Vijay Mallya on Wednesday lost an appeal to gain further access to court-held funds to cover his costs for legal proceedings in India, as a High Court judge in London concluded that the 65-year-old businessman had failed to provide sufficient evidence in support of the over 750,000 pounds being sought.
During a remote hearing of the Chancery Division, Justice Robert Miles handed down his judgment in favour of a consortium of Indian banks led by the State Bank of India (SBI).
He also directed Mr Mallya to cover 95 per cent of the costs of the appeal as the banks had been “very substantially successful” and the “overall winners” in fighting the case to prevent further sanctions from the court-held funds.

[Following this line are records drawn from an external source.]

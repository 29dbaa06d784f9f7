//! Decision engine: relevance, response timing, and action resolution.
//!
//! ```text
//!   MarketEvent ──► is_relevant ──► sample_response ──► PendingAction
//!                   (read-only,      (analyst RNG)        (due = event
//!                    parallel)                             + delay)
//!                                                             │
//!   review / catch-up ────────────────────────────────────────┤
//!                                                             ▼
//!                                            resolve ──► Resolution
//!                                            (capacity, budget, lifecycle,
//!                                             forecast, bias)
//! ```
//!
//! Resolution mutates only the acting analyst's state and RNG. Consensus is
//! read from the tick's snapshot, so the outcome does not depend on which
//! other analysts acted earlier in the same tick.

use archetypes::{ArchetypeDefinition, InteractionEffects};
use behaviors::{AccuracyContext, BiasContext, distributions};
use chrono::Duration;
use feed::{MarketDataProvider, MarketEvent};
use lifecycle::{LifecycleError, LifecyclePolicy};
use performance::{Forecast, Horizons, PendingEvaluation};
use rand::Rng;
use rand::rngs::StdRng;
use types::time::days;
use types::{
    ActionId, ActionType, AnalystId, EventId, EventType, Field, IdeaId, IdeaStage,
    Recommendation, SecurityId, Sector, Timestamp,
};

use crate::action::{ContentPayload, ResearchAction, content_type_for};
use crate::analyst::{AnalystInstance, AnalystState};
use crate::consensus::ConsensusSnapshot;
use crate::incident::{CapacityViolation, DataGapError, Incident};

// =============================================================================
// Pending actions
// =============================================================================

/// Why a pending action exists.
#[derive(Debug, Clone, PartialEq)]
pub enum Trigger {
    /// Delayed response to a market event.
    Event {
        id: EventId,
        event_type: EventType,
        magnitude: f64,
    },
    /// Follow-up once an idea's minimum time in `stage` has elapsed.
    Review { stage: IdeaStage },
    /// Note from an analyst who has been silent too long.
    CatchUp,
}

impl Trigger {
    pub fn event_id(&self) -> Option<EventId> {
        match self {
            Trigger::Event { id, .. } => Some(*id),
            _ => None,
        }
    }

    pub fn event_type(&self) -> Option<EventType> {
        match self {
            Trigger::Event { event_type, .. } => Some(*event_type),
            _ => None,
        }
    }
}

/// An analyst decision waiting for its action time.
#[derive(Debug, Clone, PartialEq)]
pub struct PendingAction {
    pub due: Timestamp,
    pub analyst: AnalystId,
    pub security: SecurityId,
    pub trigger: Trigger,
}

/// Review to schedule after a stage change.
#[derive(Debug, Clone, Copy, PartialEq)]
pub struct FollowUp {
    pub at: Timestamp,
    pub stage: IdeaStage,
}

/// Why a pending action produced no research action.
#[derive(Debug, Clone, PartialEq)]
pub enum SkipReason {
    /// The 30-day action budget is used up.
    OverBudget,
    /// The appetite draw declined a new idea.
    NoAppetite,
    /// The sector already holds its cap of open ideas.
    SectorLimit,
    /// The reviewed idea has moved on or closed.
    StaleReview,
    /// The idea has not spent its minimum time in stage.
    NotReady,
    /// An active idea was reviewed and kept as is.
    Hold,
    Lifecycle(LifecycleError),
}

/// Everything a resolved pending action produced.
#[derive(Debug, Clone, Default)]
pub struct Resolution {
    pub action: Option<ResearchAction>,
    pub evaluation: Option<PendingEvaluation>,
    pub follow_up: Option<FollowUp>,
    pub incident: Option<Incident>,
    pub skipped: Option<SkipReason>,
}

impl Resolution {
    fn skipped(reason: SkipReason) -> Self {
        Self {
            skipped: Some(reason),
            ..Default::default()
        }
    }

    fn incident(incident: Incident) -> Self {
        Self {
            incident: Some(incident),
            ..Default::default()
        }
    }

    fn with_follow_up(mut self, follow_up: FollowUp) -> Self {
        self.follow_up = Some(follow_up);
        self
    }
}

/// Read-only inputs shared by every decision in a tick.
#[derive(Clone, Copy)]
pub struct DecisionContext<'a> {
    pub now: Timestamp,
    pub consensus: &'a ConsensusSnapshot,
    pub provider: &'a dyn MarketDataProvider,
    pub horizons: &'a Horizons,
    pub policy: &'a LifecyclePolicy,
}

// =============================================================================
// Relevance and timing
// =============================================================================

/// Whether `event` is worth the analyst's attention. Pure; safe to run in parallel.
pub fn is_relevant(
    analyst: &AnalystInstance,
    event: &MarketEvent,
    provider: &dyn MarketDataProvider,
) -> bool {
    if !analyst.covers(&event.security_id) {
        return false;
    }
    let constraints = analyst.archetype().constraints();
    let sector_ok = match provider.sector(&event.security_id) {
        Some(sector) => constraints.allows_sector(sector),
        None => constraints.sector_whitelist.is_none(),
    };
    sector_ok && analyst.archetype().timing().is_relevant(event.magnitude)
}

/// Draw whether and when the analyst responds to a relevant event.
pub fn sample_response(analyst: &mut AnalystInstance, event: &MarketEvent) -> Option<PendingAction> {
    let effects = analyst.effects(event.timestamp);
    let id = analyst.id();
    let (archetype, state, rng) = analyst.parts_mut();
    state.mark_relevant(event.timestamp);
    let decision =
        archetype
            .timing()
            .sample_response(rng, event.magnitude, event.event_type, effects.delay_scale);
    decision.will_respond.then(|| PendingAction {
        due: event.timestamp + days(decision.delay_days),
        analyst: id,
        security: event.security_id.clone(),
        trigger: Trigger::Event {
            id: event.id,
            event_type: event.event_type,
            magnitude: event.magnitude,
        },
    })
}

/// Low-probability catch-up check for a silent analyst.
///
/// The silence allowed is `max_silence_days` divided by the analyst's
/// publication frequency. Picks one of the analyst's open ideas, or any
/// covered security when none is open.
pub fn catch_up(
    analyst: &mut AnalystInstance,
    now: Timestamp,
    silent_since: Timestamp,
    max_silence_days: f64,
    probability: f64,
) -> Option<PendingAction> {
    let last = analyst.state().last_activity().unwrap_or(silent_since);
    let max_silence = days(
        analyst
            .archetype()
            .timing()
            .silence_before_catch_up(max_silence_days),
    );
    if now - last < max_silence {
        return None;
    }
    let open: Vec<SecurityId> = analyst
        .state()
        .open_ideas()
        .map(|i| i.security_id().to_string())
        .collect();
    let universe = analyst.profile().coverage_universe.clone();
    let id = analyst.id();
    let rng = analyst.rng_mut();
    if !distributions::chance(rng, probability) {
        return None;
    }
    let pool = if open.is_empty() { &universe } else { &open };
    if pool.is_empty() {
        return None;
    }
    let security = pool[rng.random_range(0..pool.len())].clone();
    Some(PendingAction {
        due: now,
        analyst: id,
        security,
        trigger: Trigger::CatchUp,
    })
}

// =============================================================================
// Resolution
// =============================================================================

/// Resolve a due pending action into at most one research action.
///
/// `action_id` is used only when an action is emitted.
pub fn resolve(
    analyst: &mut AnalystInstance,
    pending: &PendingAction,
    ctx: &DecisionContext<'_>,
    action_id: ActionId,
) -> Resolution {
    let effects = analyst.effects(ctx.now);
    let id = analyst.id();
    let sector = ctx.provider.sector(&pending.security);
    let (archetype, state, rng) = analyst.parts_mut();
    Resolver {
        analyst: id,
        archetype,
        state,
        rng,
        effects,
        sector,
        pending,
        ctx,
        action_id,
    }
    .run()
}

/// Values of a forecast drawn for one action.
struct Draft {
    target: f64,
    previous: Option<f64>,
    reference: f64,
    recommendation: Recommendation,
    horizon_days: u32,
    confidence: Option<f64>,
}

struct Resolver<'a, 'c> {
    analyst: AnalystId,
    archetype: &'a ArchetypeDefinition,
    state: &'a mut AnalystState,
    rng: &'a mut StdRng,
    effects: InteractionEffects,
    sector: Option<Sector>,
    pending: &'a PendingAction,
    ctx: &'a DecisionContext<'c>,
    action_id: ActionId,
}
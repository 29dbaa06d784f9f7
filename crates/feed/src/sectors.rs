//! Security-to-sector classification.
//!
//! Backed by ordered maps so iteration order (and therefore anything seeded
//! off it) is stable across runs.

use std::collections::BTreeMap;

use serde::{Deserialize, Serialize};
use types::{SecurityId, Sector};

/// Maps securities to their GICS sectors.
#[derive(Debug, Clone, Default, PartialEq, Serialize, Deserialize)]
pub struct SectorModel {
    security_to_sector: BTreeMap<SecurityId, Sector>,
    sector_to_securities: BTreeMap<Sector, Vec<SecurityId>>,
}

impl SectorModel {
    pub fn new() -> Self {
        Self::default()
    }

    /// Add or reassign a security.
    pub fn add(&mut self, security: impl Into<SecurityId>, sector: Sector) {
        let security = security.into();
        if let Some(previous) = self.security_to_sector.insert(security.clone(), sector)
            && let Some(list) = self.sector_to_securities.get_mut(&previous)
        {
            list.retain(|s| s != &security);
        }
        let list = self.sector_to_securities.entry(sector).or_default();
        if let Err(pos) = list.binary_search(&security) {
            list.insert(pos, security);
        }
    }

    pub fn sector(&self, security: &str) -> Option<Sector> {
        self.security_to_sector.get(security).copied()
    }

    /// Securities in a sector, sorted by id.
    pub fn securities_in_sector(&self, sector: Sector) -> &[SecurityId] {
        self.sector_to_securities
            .get(&sector)
            .map(|v| v.as_slice())
            .unwrap_or(&[])
    }

    /// All mapped securities, sorted by id.
    pub fn securities(&self) -> impl Iterator<Item = &SecurityId> {
        self.security_to_sector.keys()
    }

    /// Sectors with at least one security.
    pub fn active_sectors(&self) -> impl Iterator<Item = Sector> + '_ {
        self.sector_to_securities
            .iter()
            .filter(|(_, v)| !v.is_empty())
            .map(|(s, _)| *s)
    }

    pub fn len(&self) -> usize {
        self.security_to_sector.len()
    }

    pub fn is_empty(&self) -> bool {
        self.security_to_sector.is_empty()
    }
}

#[cfg(test)]
mod tests {
    use super::*;

    #[test]
    fn test_add_and_lookup() {
        let mut model = SectorModel::new();
        model.add("MSFT", Sector::InformationTechnology);
        model.add("AAPL", Sector::InformationTechnology);
        model.add("XOM", Sector::Energy);

        assert_eq!(model.sector("XOM"), Some(Sector::Energy));
        assert_eq!(model.sector("GOOG"), None);
        assert_eq!(
            model.securities_in_sector(Sector::InformationTechnology),
            &["AAPL".to_string(), "MSFT".to_string()]
        );
    }

    #[test]
    fn test_reassign_moves_security() {
        let mut model = SectorModel::new();
        model.add("META", Sector::InformationTechnology);
        model.add("META", Sector::CommunicationServices);
        assert!(model.securities_in_sector(Sector::InformationTechnology).is_empty());
        assert_eq!(model.active_sectors().collect::<Vec<_>>(), vec![Sector::CommunicationServices]);
        assert_eq!(model.len(), 1);
    }
}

“The amount being sought was substantial, being over 550,000 pounds in respect of incurred costs and well over 200,000 pounds in respect of the future,” said Justice Miles.
“There was no breakdown of the incurred costs between the various sets of proceedings, there was no attempt to justify the incurred costs by reference to steps already taken; no invoices, bills of costs, descriptive schedules or other evidence was provided in support of the amount of costs being sought,” he said, adding that the proceedings in India appear to be “stagnant”.
The latest appeal follows Deputy Insolvency and Companies Court Judge Nigel Barnett’s February order that gave Mr Mallya permission to use around 1.1 million pounds from the Court Funds Office (CFO) towards his living expenses and to meet legal expenses only related to the ongoing bankruptcy proceedings in the UK – the next hearing for which is scheduled for July 26.
The expenditure incurred from the CFO could face further scrutiny at a later date on the conclusion of that petition, lodged by the banks in pursuit of a judgment debt which stands at over 1 billion pounds.